那些曾经对邱知回翻白眼的人,那些曾经在背后议论她的人,此刻也都沉默了。
他们打心底里觉得刚才邱知回的举动很值得敬佩。
谢秋芝可顾不上大家对自己的好评。
她的手疼得钻心,像有一把火在烧。
沈砚第一个冲过来,一把扶住她:“芝……知回!”
他看着那些血肉模糊的指间,恨不得受伤的是自己。
他还想说什么,谢秋芝却对着他轻轻的摇摇头:“别紧张,我没事,我先回房上药,等会儿出来。

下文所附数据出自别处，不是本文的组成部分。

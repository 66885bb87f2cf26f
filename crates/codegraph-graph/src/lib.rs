pub mod metrics;
pub mod store;

pub use metrics::{
    find_cycles, ArchitecturalIssue, ClassMetrics, IssueType, MetricsEngine, PackageMetrics,
    ProjectSummary, Severity,
};
pub use store::InMemoryGraphStore;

”
沈砚想送她,被他拒绝了:“我娘陪我就行。”
而此时,李月兰也已经跑过来了,扶着谢秋芝往东厢房走。
房间里,李月兰小心翼翼地给谢秋芝上药。
烫伤的药膏是李月兰是现代制品,清凉止痛,效果很好。
但药膏抹上去的那一刻,谢秋芝还是忍不住倒吸一口凉气。
李月兰心疼得不行:“能不疼吗?那么烫的炭火,你直接用手去扫……”
谢秋芝苦笑:“没事,皮外伤而已。”
李月兰瞪她一眼:“还笑得出来!你看看这手,得养多久才能好?”
谢秋芝低头看了看自己的手。
指间红红肿肿的,中指那个水泡已经有绿豆那么大了,看着吓人得很。
她叹了口气:“当时正好我离得最近,幸好我反应快,不然小若何可就遭殃了。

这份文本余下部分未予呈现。